[Collection entries]
--------

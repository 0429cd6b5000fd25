//! Persisted key-value store for user preferences.
//!
//! Reference and define lists are written through a [`ConfigStore`] under
//! fixed keys. The store only moves opaque strings; payload encoding belongs
//! to the callers.

use std::collections::BTreeMap;
use std::fs;
use std::path::{Path, PathBuf};
use std::sync::Mutex;
use thiserror::Error;

/// Store key holding the reference path list.
pub const REFERENCES_KEY: &str = "references";

/// Store key holding the define list.
pub const DEFINES_KEY: &str = "defines";

/// Persistence failure.
#[derive(Debug, Error)]
#[non_exhaustive]
pub enum StoreError {
    /// Backing file could not be read or written
    #[error("preference store unavailable at {}: {source}", .path.display())]
    Unavailable {
        /// Location of the backing file
        path: PathBuf,
        /// Underlying error
        source: std::io::Error,
    },
    /// Backing file exists but is not a valid store document
    #[error("preference store at {} is corrupt: {source}", .path.display())]
    Corrupt {
        /// Location of the backing file
        path: PathBuf,
        /// Underlying error
        source: serde_json::Error,
    },
    /// Payload could not be encoded
    #[error("failed to encode preference payload: {0}")]
    Encode(#[from] serde_json::Error),
}

/// A key-value blob store.
///
/// Implementations use interior mutability so one store can be shared by
/// several owners.
pub trait ConfigStore: Send + Sync {
    /// Read the payload stored under `key`, if any.
    fn get(&self, key: &str) -> Result<Option<String>, StoreError>;

    /// Replace the payload stored under `key`.
    fn set(&self, key: &str, value: &str) -> Result<(), StoreError>;
}

/// In-process store, lost when dropped.
#[derive(Debug, Default)]
pub struct MemoryStore {
    entries: Mutex<BTreeMap<String, String>>,
}

impl MemoryStore {
    /// Create an empty store.
    pub fn new() -> Self {
        Self::default()
    }
}

impl ConfigStore for MemoryStore {
    fn get(&self, key: &str) -> Result<Option<String>, StoreError> {
        let entries = self.entries.lock().unwrap_or_else(|e| e.into_inner());
        Ok(entries.get(key).cloned())
    }

    fn set(&self, key: &str, value: &str) -> Result<(), StoreError> {
        let mut entries = self.entries.lock().unwrap_or_else(|e| e.into_inner());
        entries.insert(key.to_string(), value.to_string());
        Ok(())
    }
}

/// Store backed by a JSON object file mapping keys to payload strings.
///
/// A missing file reads as empty. Writes rewrite the whole file and create
/// parent directories as needed.
#[derive(Debug)]
pub struct FileStore {
    path: PathBuf,
    lock: Mutex<()>,
}

impl FileStore {
    /// Create a store over `path`. Nothing is touched until first use.
    pub fn new(path: impl Into<PathBuf>) -> Self {
        Self { path: path.into(), lock: Mutex::new(()) }
    }

    /// Location of the backing file.
    pub fn path(&self) -> &Path {
        &self.path
    }

    fn read_all(&self) -> Result<BTreeMap<String, String>, StoreError> {
        let contents = match fs::read_to_string(&self.path) {
            Ok(contents) => contents,
            Err(e) if e.kind() == std::io::ErrorKind::NotFound => return Ok(BTreeMap::new()),
            Err(source) => {
                return Err(StoreError::Unavailable { path: self.path.clone(), source })
            }
        };

        if contents.trim().is_empty() {
            return Ok(BTreeMap::new());
        }

        serde_json::from_str(&contents)
            .map_err(|source| StoreError::Corrupt { path: self.path.clone(), source })
    }

    fn write_all(&self, entries: &BTreeMap<String, String>) -> Result<(), StoreError> {
        if let Some(parent) = self.path.parent() {
            if !parent.as_os_str().is_empty() {
                fs::create_dir_all(parent).map_err(|source| StoreError::Unavailable {
                    path: self.path.clone(),
                    source,
                })?;
            }
        }

        let json = serde_json::to_string_pretty(entries)?;
        fs::write(&self.path, json)
            .map_err(|source| StoreError::Unavailable { path: self.path.clone(), source })
    }
}

impl ConfigStore for FileStore {
    fn get(&self, key: &str) -> Result<Option<String>, StoreError> {
        let _guard = self.lock.lock().unwrap_or_else(|e| e.into_inner());
        Ok(self.read_all()?.remove(key))
    }

    fn set(&self, key: &str, value: &str) -> Result<(), StoreError> {
        let _guard = self.lock.lock().unwrap_or_else(|e| e.into_inner());
        let mut entries = match self.read_all() {
            Ok(entries) => entries,
            Err(StoreError::Corrupt { path, source }) => {
                tracing::warn!("replacing corrupt store {}: {}", path.display(), source);
                BTreeMap::new()
            }
            Err(e) => return Err(e),
        };
        entries.insert(key.to_string(), value.to_string());
        self.write_all(&entries)
    }
}

/// Read a payload, treating any failure as "nothing stored".
///
/// Read failures fall back to defaults; they are logged, not returned.
pub(crate) fn get_or_empty(store: &dyn ConfigStore, key: &str) -> Option<String> {
    match store.get(key) {
        Ok(Some(value)) if !value.trim().is_empty() => Some(value),
        Ok(_) => None,
        Err(e) => {
            tracing::warn!(key, "falling back to defaults: {}", e);
            None
        }
    }
}

#[cfg(test)]
mod tests {
    use super::*;
    use tempfile::TempDir;

    #[test]
    fn test_memory_store_roundtrip() {
        let store = MemoryStore::new();
        assert_eq!(store.get("defines").unwrap(), None);

        store.set("defines", "{\"list\":[]}").unwrap();
        assert_eq!(store.get("defines").unwrap().as_deref(), Some("{\"list\":[]}"));
    }

    #[test]
    fn test_file_store_missing_file_is_empty() {
        let temp = TempDir::new().unwrap();
        let store = FileStore::new(temp.path().join("prefs.json"));
        assert_eq!(store.get(REFERENCES_KEY).unwrap(), None);
    }

    #[test]
    fn test_file_store_keeps_other_keys() {
        let temp = TempDir::new().unwrap();
        let path = temp.path().join("nested/dir/prefs.json");
        let store = FileStore::new(&path);

        store.set(REFERENCES_KEY, "refs").unwrap();
        store.set(DEFINES_KEY, "defs").unwrap();

        let reopened = FileStore::new(&path);
        assert_eq!(reopened.get(REFERENCES_KEY).unwrap().as_deref(), Some("refs"));
        assert_eq!(reopened.get(DEFINES_KEY).unwrap().as_deref(), Some("defs"));
    }

    #[test]
    fn test_file_store_corrupt_file() {
        let temp = TempDir::new().unwrap();
        let path = temp.path().join("prefs.json");
        fs::write(&path, "not json {{").unwrap();

        let store = FileStore::new(&path);
        assert!(matches!(store.get(DEFINES_KEY), Err(StoreError::Corrupt { .. })));
        assert_eq!(get_or_empty(&store, DEFINES_KEY), None);
    }

    #[test]
    fn test_file_store_set_replaces_corrupt_file() {
        let temp = TempDir::new().unwrap();
        let path = temp.path().join("prefs.json");
        fs::write(&path, "not json {{").unwrap();

        let store = FileStore::new(&path);
        store.set(DEFINES_KEY, "defs").unwrap();

        assert_eq!(store.get(DEFINES_KEY).unwrap().as_deref(), Some("defs"));
        assert_eq!(store.get(REFERENCES_KEY).unwrap(), None);
    }

    #[test]
    fn test_file_store_write_failure_is_surfaced() {
        let temp = TempDir::new().unwrap();
        // a regular file where the parent directory should be
        let blocker = temp.path().join("blocker");
        fs::write(&blocker, "x").unwrap();

        let store = FileStore::new(blocker.join("prefs.json"));
        assert!(matches!(store.set(DEFINES_KEY, "x"), Err(StoreError::Unavailable { .. })));
    }

    #[test]
    fn test_get_or_empty_ignores_blank_payloads() {
        let store = MemoryStore::new();
        store.set(DEFINES_KEY, "   ").unwrap();
        assert_eq!(get_or_empty(&store, DEFINES_KEY), None);
    }
}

--------

Reproduce the entries exactly, but only from their first line to the line holding "use std::sync::Mutex;", with that last line kept.

repository 0429cd6b5000fd25
//! Persisted key-value store for user preferences.
//!
//! Reference and define lists are written through a [`ConfigStore`] under
//! fixed keys. The store only moves opaque strings; payload encoding belongs
//! to the callers.

use std::collections::BTreeMap;
use std::fs;
use std::path::{Path, PathBuf};
use std::sync::Mutex;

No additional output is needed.